While such a conflict is far from certain, India enjoys a number of distinct advantages over its Pakistani rival.  India has made significant investments in Afghanistan post 9/11.  It has pledged $2 billion in aid, making it Afghanistan’s fifth largest donor.  As of 2012, India has spent $1 billion in Afghanistan on a series of high visibility development projects throughout the country.  The total value of bilateral trade has increased from $80 million in 2001 to $280 million in 2010.  India sponsored Afghanistan’s membership in the South Asian Association for Regional Cooperation in 2010 and in 2011 Afghanistan and India signed a Strategic Partnership Agreement calling for increased political, security, and economic cooperation.2

Although India is far from optimistic regarding the challenges facing the Afghan government after Western forces depart, it has made it clear that it is committed to Afghanistan and will not pack up and leave.  Should the country again slide into civil war, India is prepared to resume support to its former partner the Northern Alliance in a conflict with a resurgent Taliban, and has started negotiations with Tajikistan to reopen the same Farkhor Airbase that it used to support Northern Alliance forces prior to 2001.3

Pakistan, as the founder and backer of the Taliban and its associated terrorist and insurgent groups, would be the key determinant in the post 2014 scenario. Should Pakistan decide to back an all-out Taliban offensive aimed at establishing a Taliban government in Kabul, India would be a key component of an anti-Taliban alliance likely to include Iran and Russia.

Indications are that there remains strong sentiment within the Pakistani military and its intelligence agency the Interservices Intelligence (ISI) for such a move. The previous PPP government of Asif Ali Zardari opposed such military adventurism and hoped to bring more stability to the South Asian region by pursuing normalization of relations with India. It is not yet clear what position the newly established government of Nawaz Sharif will take. The position of  Pakistan’s nominal civilian leadership may be irrelevant, however, as Pakistan remains a military dominated state.  The real debate will take place within the Pakistani military.
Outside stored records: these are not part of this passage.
//! CLI argument definitions for `Gradeplan`

use clap::{builder::BoolishValueParser, Parser, Subcommand, ValueEnum};
use std::path::PathBuf;
use uuid::Uuid;

use gradeplan::config::ConfigOverrides;
use gradeplan::logger::Level;
use gradeplan::models::CourseStatus;

/// CLI log level argument
///
/// Represents log levels that can be passed via CLI arguments. Converts to
/// lowercase strings for config storage and to `logger::Level` for runtime use.
#[derive(Copy, Clone, Debug, ValueEnum, PartialEq, Eq)]
pub enum LogLevelArg {
    /// Error-level logging
    Error,
    /// Warning-level logging
    Warn,
    /// Info-level logging
    Info,
    /// Debug-level logging
    Debug,
}

impl From<LogLevelArg> for Level {
    fn from(arg: LogLevelArg) -> Self {
        match arg {
            LogLevelArg::Error => Self::Error,
            LogLevelArg::Warn => Self::Warn,
            LogLevelArg::Info => Self::Info,
            LogLevelArg::Debug => Self::Debug,
        }
    }
}

impl std::fmt::Display for LogLevelArg {
    fn fmt(&self, f: &mut std::fmt::Formatter<'_>) -> std::fmt::Result {
        let as_str = match self {
            Self::Error => "error",
            Self::Warn => "warn",
            Self::Info => "info",
            Self::Debug => "debug",
        };
        write!(f, "{as_str}")
    }
}

/// CLI course status argument
#[derive(Copy, Clone, Debug, ValueEnum, PartialEq, Eq)]
pub enum StatusArg {
    /// Course has been finished and graded
    Completed,
    /// Course is currently being taken
    InProgress,
    /// Course is planned for a future term
    Planned,
}

impl From<StatusArg> for CourseStatus {
    fn from(arg: StatusArg) -> Self {
        match arg {
            StatusArg::Completed => Self::Completed,
            StatusArg::InProgress => Self::InProgress,
            StatusArg::Planned => Self::Planned,
        }
    }
}

impl std::fmt::Display for StatusArg {
    fn fmt(&self, f: &mut std::fmt::Formatter<'_>) -> std::fmt::Result {
        let as_str = match self {
            Self::Completed => "completed",
            Self::InProgress => "in-progress",
            Self::Planned => "planned",
        };
        write!(f, "{as_str}")
    }
}

#[derive(Debug, Subcommand)]
pub enum ConfigSubcommand {
    /// Display configuration values.
    ///
    /// If a KEY is provided, displays only that configuration value.
    /// If no KEY is provided, displays all configuration values.
    Get {
        /// Optional configuration key to display (e.g., `level`, `file`, `data_dir`)
        #[arg(value_name = "KEY")]
        key: Option<String>,
    },
    /// Set a configuration value.
    Set {
        /// Configuration key to set
        #[arg(value_name = "KEY")]
        key: String,
        /// Value to set
        #[arg(value_name = "VALUE")]
        value: String,
    },
    /// Unset a configuration value.
    Unset {
        /// Configuration key to unset
        #[arg(value_name = "KEY")]
        key: String,
    },
    /// Reset configuration to defaults (requires confirmation).
    Reset,
}

#[derive(Debug, Subcommand)]
pub enum Command {
    /// Manage configuration.
    ///
    /// If no subcommand is provided, displays all configuration values.
    Config {
        #[command(subcommand)]
        subcommand: Option<ConfigSubcommand>,
    },
    /// Register a new course in the ledger.
    Add {
        /// Course name
        #[arg(value_name = "NAME")]
        name: String,

        /// Credit hours (academic weight, must be positive)
        #[arg(short, long, value_name = "HOURS")]
        credits: u32,

        /// Grade on the 0-10 scale (omit when not yet graded)
        #[arg(short, long, value_name = "GRADE")]
        grade: Option<f32>,

        /// Academic term in YYYY.S form, semester 1 or 2 (e.g. 2025.1)
        #[arg(short, long, value_name = "TERM")]
        term: String,

        /// Completion status
        #[arg(short, long, value_enum, default_value_t = StatusArg::Planned)]
        status: StatusArg,
    },
    /// Update fields of an existing course.
    ///
    /// Only the provided flags change; everything else is kept. The merged
    /// record is fully revalidated before committing.
    Update {
        /// Id of the course to update
        #[arg(value_name = "ID")]
        id: Uuid,

        /// New course name
        #[arg(long, value_name = "NAME")]
        name: Option<String>,

        /// New credit hours
        #[arg(long, value_name = "HOURS")]
        credits: Option<u32>,

        /// New grade on the 0-10 scale
        #[arg(long, value_name = "GRADE", conflicts_with = "clear_grade")]
        grade: Option<f32>,

        /// Clear the recorded grade
        #[arg(long)]
        clear_grade: bool,

        /// New academic term in YYYY.S form
        #[arg(long, value_name = "TERM")]
        term: Option<String>,

        /// New completion status
        #[arg(long, value_enum)]
        status: Option<StatusArg>,
    },
    /// Remove a course from the ledger.
    Remove {
        /// Id of the course to remove
        #[arg(value_name = "ID")]
        id: Uuid,
    },
    /// List all registered courses and the current index.
    List,
    /// Print the weighted academic index.
    Index,
    /// Generate a ledger summary report.
    Report {
        /// Output file path (optional; defaults to the configured reports directory)
        #[arg(short, long, value_name = "FILE")]
        output: Option<PathBuf>,

        /// Report format: markdown (md) or html
        #[arg(short, long, value_name = "FORMAT", default_value = "html")]
        format: String,
    },
}

#[derive(Parser, Debug)]
#[command(
    name = "gradeplan",
    about = "Gradeplan command-line interface",
    version = env!("CARGO_PKG_VERSION")
)]
pub struct Cli {
    /// Set the runtime log level (error|warn|info|debug). Falls back to config if omitted.
    #[arg(long, value_enum)]
    pub log_level: Option<LogLevelArg>,

    /// Enable verbose output (runtime only)
    #[arg(short = 'v', long = "verbose")]
    pub verbose: bool,

    /// Enable debug-level logging and runtime debug flag (shorthand)
    #[arg(long = "debug")]
    pub debug_flag: bool,

    /// Write runtime logs to a file
    #[arg(long, value_name = "PATH")]
    pub log_file: Option<PathBuf>,

    // --- Config overrides ---
    /// Override config logging level (stored in config file)
    #[arg(long = "config-level", value_enum)]
    pub config_level: Option<LogLevelArg>,

    /// Override config log file path
    #[arg(long = "config-log-file", value_name = "PATH")]
    pub config_log_file: Option<PathBuf>,

    /// Override config verbose flag (true/false)
    #[arg(long = "config-verbose", value_parser = BoolishValueParser::new())]
    pub config_verbose: Option<bool>,

    /// Override config course data directory
    #[arg(long = "config-data-dir", value_name = "DIR")]
    pub config_data_dir: Option<PathBuf>,

    /// Override config course data directory (short form)
    #[arg(long = "data-dir", value_name = "DIR")]
    pub data_dir: Option<PathBuf>,

    /// Override config reports output directory
    #[arg(long = "config-reports-dir", value_name = "DIR")]
    pub config_reports_dir: Option<PathBuf>,

    /// Override config reports output directory (short form)
    #[arg(long = "reports-dir", value_name = "DIR")]
    pub reports_dir: Option<PathBuf>,

    /// Subcommand to execute.
    /// A subcommand is required to run the CLI.
    #[command(subcommand)]
    pub command: Command,
}

impl Cli {
    /// Convert CLI flags into config overrides
    ///
    /// Transforms CLI arguments into a `ConfigOverrides` struct that can be
    /// applied to the loaded configuration. Short-form flags (e.g.,
    /// `--data-dir`) take precedence over long-form flags (e.g.,
    /// `--config-data-dir`) when both are provided.
    ///
    /// # Returns
    /// A `ConfigOverrides` struct with values from CLI flags, where `None`
    /// means no override.
    pub fn to_config_overrides(&self) -> ConfigOverrides {
        ConfigOverrides {
            level: self.config_level.map(|lvl| lvl.to_string()),
            file: self
                .config_log_file
                .as_ref()
                .map(|p| p.to_string_lossy().to_string()),
            verbose: self.config_verbose,
            data_dir: self
                .data_dir
                .as_ref()
                .map(|p| p.to_string_lossy().to_string())
                .or_else(|| {
                    self.config_data_dir
                        .as_ref()
                        .map(|p| p.to_string_lossy().to_string())
                }),
            reports_dir: self
                .reports_dir
                .as_ref()
                .map(|p| p.to_string_lossy().to_string())
                .or_else(|| {
                    self.config_reports_dir
                        .as_ref()
                        .map(|p| p.to_string_lossy().to_string())
                }),
        }
    }
}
Should the Pakistan military determine that it must take concerted measures to win “strategic depth,” by putting the Taliban back into power, it will find that conditions have changed since 2001 and it will no longer be so easy to “fish in troubled waters.” With the exception of the Pashtun group, which is the principal component of the Taliban, Afghans generally maintain a positive image of India and Indians. Indian cultural interaction with Afghanistan dates back centuries. Afghans’ fascination with India’s Bollywood film culture is just the latest manifestation of these cultural ties.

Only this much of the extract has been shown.